Could you copy every line of the data that contains the word "Some"?
== Data to examine
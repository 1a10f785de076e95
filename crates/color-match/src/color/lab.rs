//! CIE L*a*b* color space
//!
//! Lab is the comparison space for catalog matching: Euclidean distance in
//! Lab (CIE76 Delta E) approximates perceived color difference far better
//! than distance between raw RGB bytes.

use std::str::FromStr;

use super::rgb::Rgb;
use super::xyz::Xyz;
use crate::api::MatchError;
use crate::catalog::ParseColorError;

/// D65 reference white, 2° observer, in the same scale as [`Xyz`].
pub const D65_WHITE: Xyz = Xyz {
    x: 95.047,
    y: 100.000,
    z: 108.883,
};

/// Lower bound of the cube-root segment of the Lab nonlinearity.
const EPSILON: f64 = 0.008856;

/// Slope of the linear segment below [`EPSILON`].
const KAPPA_OVER_116: f64 = 7.787;

/// A color in CIE L*a*b* space (D65).
///
/// # Components
///
/// - `l`: Lightness, 0.0 (black) to 100.0 (white)
/// - `a`: Green-red axis (negative = green, positive = red)
/// - `b`: Blue-yellow axis (negative = blue, positive = yellow)
///
/// `a` and `b` are unbounded but stay within about ±128 for sRGB colors.
#[derive(Debug, Clone, Copy, PartialEq)]
pub struct Lab {
    pub l: f64,
    pub a: f64,
    pub b: f64,
}

impl Lab {
    #[inline]
    pub fn new(l: f64, a: f64, b: f64) -> Self {
        Self { l, a, b }
    }

    /// Convert a hex string straight to Lab.
    ///
    /// # Example
    ///
    /// ```
    /// use color_match::Lab;
    ///
    /// let black = Lab::from_hex("#000000").unwrap();
    /// assert!(black.l.abs() < 1e-9);
    /// ```
    pub fn from_hex(hex: &str) -> Result<Self, ParseColorError> {
        Ok(Self::from(Rgb::from_str(hex)?))
    }

    /// CIE76 Delta E: the Euclidean distance between two Lab colors.
    ///
    /// A Delta E around 2.3 is commonly taken as a just-noticeable
    /// difference.
    ///
    /// # Example
    ///
    /// ```
    /// use color_match::Lab;
    ///
    /// let a = Lab::new(50.0, 0.0, 0.0);
    /// let b = Lab::new(53.0, 4.0, 0.0);
    /// assert_eq!(a.delta_e(b), 5.0);
    /// ```
    #[inline]
    pub fn delta_e(self, other: Lab) -> f64 {
        let dl = self.l - other.l;
        let da = self.a - other.a;
        let db = self.b - other.b;
        (dl * dl + da * da + db * db).sqrt()
    }
}

/// CIE76 Delta E between two hex colors.
///
/// # Errors
///
/// Returns [`MatchError::MalformedColor`] naming whichever input does not
/// parse, checking `hex_a` first.
///
/// # Example
///
/// ```
/// use color_match::color::delta_e;
///
/// assert_eq!(delta_e("#336699", "336699").unwrap(), 0.0);
/// assert!((delta_e("#000000", "#FFFFFF").unwrap() - 100.0).abs() < 1e-2);
/// ```
pub fn delta_e(hex_a: &str, hex_b: &str) -> Result<f64, MatchError> {
    let a = Lab::from_hex(hex_a).map_err(|source| MatchError::malformed(hex_a, source))?;
    let b = Lab::from_hex(hex_b).map_err(|source| MatchError::malformed(hex_b, source))?;
    Ok(a.delta_e(b))
}

/// The Lab companding function applied to each white-normalized axis.
#[inline]
fn lab_f(t: f64) -> f64 {
    // powf(1/3) as in the reference formula; results can differ from it in
    // the last bits, never enough to change which catalog entry is nearest
    if t > EPSILON {
        t.powf(1.0 / 3.0)
    } else {
        KAPPA_OVER_116 * t + 16.0 / 116.0
    }
}

impl From<Xyz> for Lab {
    fn from(xyz: Xyz) -> Self {
        let fx = lab_f(xyz.x / D65_WHITE.x);
        let fy = lab_f(xyz.y / D65_WHITE.y);
        let fz = lab_f(xyz.z / D65_WHITE.z);

        Lab {
            l: 116.0 * fy - 16.0,
            a: 500.0 * (fx - fy),
            b: 200.0 * (fy - fz),
        }
    }
}

impl From<Rgb> for Lab {
    fn from(rgb: Rgb) -> Self {
        Lab::from(Xyz::from(rgb))
    }
}
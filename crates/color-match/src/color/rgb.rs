//! 8-bit sRGB color type
//!
//! Every color that enters the matcher arrives as a hex string. [`Rgb`] is
//! the parsed form of that string and the starting point for all conversions.

use std::fmt;
use std::str::FromStr;

use crate::catalog::ParseColorError;

/// A gamma-encoded sRGB color with 8 bits per channel.
///
/// This is exactly what a `#RRGGBB` string encodes; no precision is lost in
/// either direction.
#[derive(Debug, Clone, Copy, PartialEq, Eq, Hash)]
pub struct Rgb {
    /// Red channel (0..=255)
    pub r: u8,
    /// Green channel (0..=255)
    pub g: u8,
    /// Blue channel (0..=255)
    pub b: u8,
}

impl Rgb {
    /// Create a new color from channel values.
    #[inline]
    pub const fn new(r: u8, g: u8, b: u8) -> Self {
        Self { r, g, b }
    }

    /// Format as an uppercase `#RRGGBB` string.
    ///
    /// # Example
    /// ```
    /// use color_match::Rgb;
    /// assert_eq!(Rgb::new(255, 128, 0).to_hex(), "#FF8000");
    /// ```
    pub fn to_hex(self) -> String {
        self.to_string()
    }
}

impl fmt::Display for Rgb {
    fn fmt(&self, f: &mut fmt::Formatter<'_>) -> fmt::Result {
        write!(f, "#{:02X}{:02X}{:02X}", self.r, self.g, self.b)
    }
}

impl From<[u8; 3]> for Rgb {
    fn from(bytes: [u8; 3]) -> Self {
        Self::new(bytes[0], bytes[1], bytes[2])
    }
}

impl FromStr for Rgb {
    type Err = ParseColorError;

    /// Parse a color from a hex string.
    ///
    /// Accepts exactly `#RRGGBB` or `RRGGBB`, case-insensitive. Shorthand
    /// `#RGB` and surrounding whitespace are rejected.
    ///
    /// # Examples
    ///
    /// ```
    /// use color_match::Rgb;
    ///
    /// let red: Rgb = "#FF0000".parse().unwrap();
    /// assert_eq!(red, Rgb::new(255, 0, 0));
    ///
    /// assert!("#12".parse::<Rgb>().is_err());
    /// ```
    fn from_str(s: &str) -> Result<Self, Self::Err> {
        let s = s.strip_prefix('#').unwrap_or(s);

        if s.len() != 6 {
            return Err(ParseColorError::InvalidLength(s.chars().count()));
        }
        // from_str_radix tolerates a leading '+', and slicing needs ASCII
        if let Some(c) = s.chars().find(|c| !c.is_ascii_hexdigit()) {
            return Err(ParseColorError::InvalidDigit(c));
        }

        let r = u8::from_str_radix(&s[0..2], 16)?;
        let g = u8::from_str_radix(&s[2..4], 16)?;
        let b = u8::from_str_radix(&s[4..6], 16)?;
        Ok(Self::new(r, g, b))
    }
}
use crate::error::AppError;
use color_match::ColorRecord;
use serde_json::Value;

/// Key holding the color list in a generative-service response
pub const PALETTE_KEY: &str = "palette";

/// A palette as read from disk or stdin
///
/// Two shapes are accepted:
///
/// - a bare JSON array of color records
/// - an object with a `palette` array, as returned by the palette
///   generation service (other keys are ignored)
#[derive(Debug, Clone, PartialEq)]
pub struct PaletteDocument {
    pub records: Vec<ColorRecord>,
}

impl PaletteDocument {
    /// Parse a palette document from JSON text
    pub fn from_json(content: &str) -> Result<Self, AppError> {
        let value: Value = serde_json::from_str(content)?;
        Self::from_value(value)
    }

    /// Interpret an already-parsed JSON value as a palette document
    pub fn from_value(value: Value) -> Result<Self, AppError> {
        let list = match value {
            Value::Array(items) => Value::Array(items),
            Value::Object(mut map) => match map.remove(PALETTE_KEY) {
                Some(list @ Value::Array(_)) => list,
                Some(other) => return Err(AppError::UnrecognizedPalette(kind(&other))),
                None => return Err(AppError::UnrecognizedPalette("an object without \"palette\"")),
            },
            other => return Err(AppError::UnrecognizedPalette(kind(&other))),
        };
        let records: Vec<ColorRecord> = serde_json::from_value(list)?;
        Ok(Self { records })
    }

    pub fn len(&self) -> usize {
        self.records.len()
    }

    pub fn is_empty(&self) -> bool {
        self.records.is_empty()
    }

    pub fn into_records(self) -> Vec<ColorRecord> {
        self.records
    }
}

fn kind(value: &Value) -> &'static str {
    match value {
        Value::Null => "null",
        Value::Bool(_) => "a boolean",
        Value::Number(_) => "a number",
        Value::String(_) => "a string",
        Value::Array(_) => "an array",
        Value::Object(_) => "an object",
    }
}

#[cfg(test)]
mod tests {
    use super::*;
    use pretty_assertions::assert_eq;

    #[test]
    fn test_bare_array() {
        let doc = PaletteDocument::from_json(
            r##"[{"hex": "#FF0000", "name": "Red", "description": "d"}]"##,
        )
        .unwrap();
        assert_eq!(doc.records, vec![ColorRecord::new("#FF0000", "Red", "d")]);
    }

    #[test]
    fn test_service_response_shape() {
        let doc = PaletteDocument::from_json(
            r##"{"palette": [{"hex": "#00FF00"}, {"hex": "#0000FF"}], "model": "x"}"##,
        )
        .unwrap();
        assert_eq!(doc.len(), 2);
        assert_eq!(doc.records[1].hex, "#0000FF");
    }

    #[test]
    fn test_empty_palette() {
        let doc = PaletteDocument::from_json("[]").unwrap();
        assert!(doc.is_empty());
    }

    #[test]
    fn test_unrecognized_shapes() {
        for (input, got) in [
            (r#""nope""#, "a string"),
            ("42", "a number"),
            (r#"{"colors": []}"#, "an object without \"palette\""),
            (r##"{"palette": {"hex": "#000000"}}"##, "an object"),
        ] {
            match PaletteDocument::from_json(input) {
                Err(AppError::UnrecognizedPalette(kind)) => assert_eq!(kind, got, "{input}"),
                other => panic!("Expected UnrecognizedPalette for {input}, got {other:?}"),
            }
        }
    }

    #[test]
    fn test_record_without_hex_rejected() {
        let result = PaletteDocument::from_json(r#"[{"name": "Nameless"}]"#);
        assert!(matches!(result, Err(AppError::Palette(_))));
    }

    #[test]
    fn test_invalid_json_rejected() {
        let result = PaletteDocument::from_json("[{");
        assert!(matches!(result, Err(AppError::Palette(_))));
    }
}
use color_match::MatchError;
use thiserror::Error;

#[derive(Debug, Error)]
pub enum AppError {
    #[error("IO error: {0}")]
    Io(#[from] std::io::Error),

    #[error("Config error: {0}")]
    Config(#[from] serde_yaml::Error),

    #[error("Palette parse error: {0}")]
    Palette(#[from] serde_json::Error),

    #[error("Unrecognized palette document: expected a JSON array or an object with a \"palette\" array, got {0}")]
    UnrecognizedPalette(&'static str),

    #[error("Output encode error: {0}")]
    Encode(String),

    #[error(transparent)]
    Match(#[from] MatchError),
}
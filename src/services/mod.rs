pub mod enrichment;

pub use enrichment::{catalog_lines, EnrichmentService, MatchReport};
//! Season and episode resolver.
//!
//! Given a show name and a full title, works out which season the episode
//! belongs to and what text to show for it. Resolution never fails: text
//! that matches no pattern lands in the fallback season.

use crate::models::config::Vocabulary;
use crate::utils::text::{title_case, trim_separators};
use crate::{Error, Result};
use regex::Regex;

/// Sort key for labels without a number; sorts after every real season.
const UNNUMBERED: u64 = u64::MAX;

/// Shortest episode text worth displaying instead of the full title.
const MIN_DISPLAY_CHARS: usize = 2;

/// Resolves season labels using a compiled vocabulary.
#[derive(Debug, Clone)]
pub struct SeasonResolver {
    numbered: Option<Regex>,
    limited_series: String,
    fallback: String,
}

impl SeasonResolver {
    /// Compile the season pattern from `vocabulary`.
    pub fn new(vocabulary: &Vocabulary) -> Result<Self> {
        let prefixes: Vec<String> = vocabulary
            .season_prefixes
            .iter()
            .filter(|p| !p.is_empty())
            .map(|p| regex::escape(p))
            .collect();

        let numbered = if prefixes.is_empty() {
            None
        } else {
            // ASCII digits only, so every label number is one the sort key can read.
            let pattern = format!(r"(?i)^((?:{})\s+[0-9]+)", prefixes.join("|"));
            let re = Regex::new(&pattern)
                .map_err(|e| Error::other(format!("Invalid season pattern: {}", e)))?;
            Some(re)
        };

        Ok(Self {
            numbered,
            limited_series: vocabulary.limited_series.clone(),
            fallback: vocabulary.fallback_season.clone(),
        })
    }

    /// Season label for `title` within `show`.
    pub fn season_label(&self, show: &str, title: &str) -> String {
        let remainder = match title.strip_prefix(show) {
            Some(rest) => rest,
            None => title,
        };
        let remainder = trim_separators(remainder);

        if let Some(caps) = self.numbered.as_ref().and_then(|re| re.captures(remainder)) {
            return title_case(&caps[1]);
        }

        if !self.limited_series.is_empty() && remainder.contains(self.limited_series.as_str()) {
            return self.limited_series.clone();
        }

        self.fallback.clone()
    }
}

/// Display text for an episode.
///
/// Strips the show name and season label from the title. When that leaves
/// fewer than two characters the full title is shown instead.
pub fn episode_display(show: &str, season: &str, title: &str) -> String {
    let mut display = match title.strip_prefix(show) {
        Some(rest) => trim_separators(rest).to_string(),
        None => title.to_string(),
    };

    if !season.is_empty() && display.contains(season) {
        display = trim_separators(&display.replace(season, "")).to_string();
    }

    if display.chars().count() < MIN_DISPLAY_CHARS {
        return title.to_string();
    }

    display
}

/// Sort key for a season label.
///
/// Orders by the first number in the label; labels without one sort last.
/// The label itself breaks ties.
pub fn season_sort_key(label: &str) -> (u64, &str) {
    let digits: String = label
        .chars()
        .skip_while(|c| !c.is_ascii_digit())
        .take_while(|c| c.is_ascii_digit())
        .collect();

    let number = if digits.is_empty() {
        UNNUMBERED
    } else {
        digits.parse().unwrap_or(UNNUMBERED - 1)
    };

    (number, label)
}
====
Response:
        if let Some(c) = s.chars().find(|c| !c.is_ascii_hexdigit()) {
                Some(list @ Value::Array(_)) => list,
                Some(other) => return Err(AppError::UnrecognizedPalette(kind(&other))),
            Some(re)
            Some(rest) => rest,
        if let Some(caps) = self.numbered.as_ref().and_then(|re| re.captures(remainder)) {
        Some(rest) => trim_separators(rest).to_string(),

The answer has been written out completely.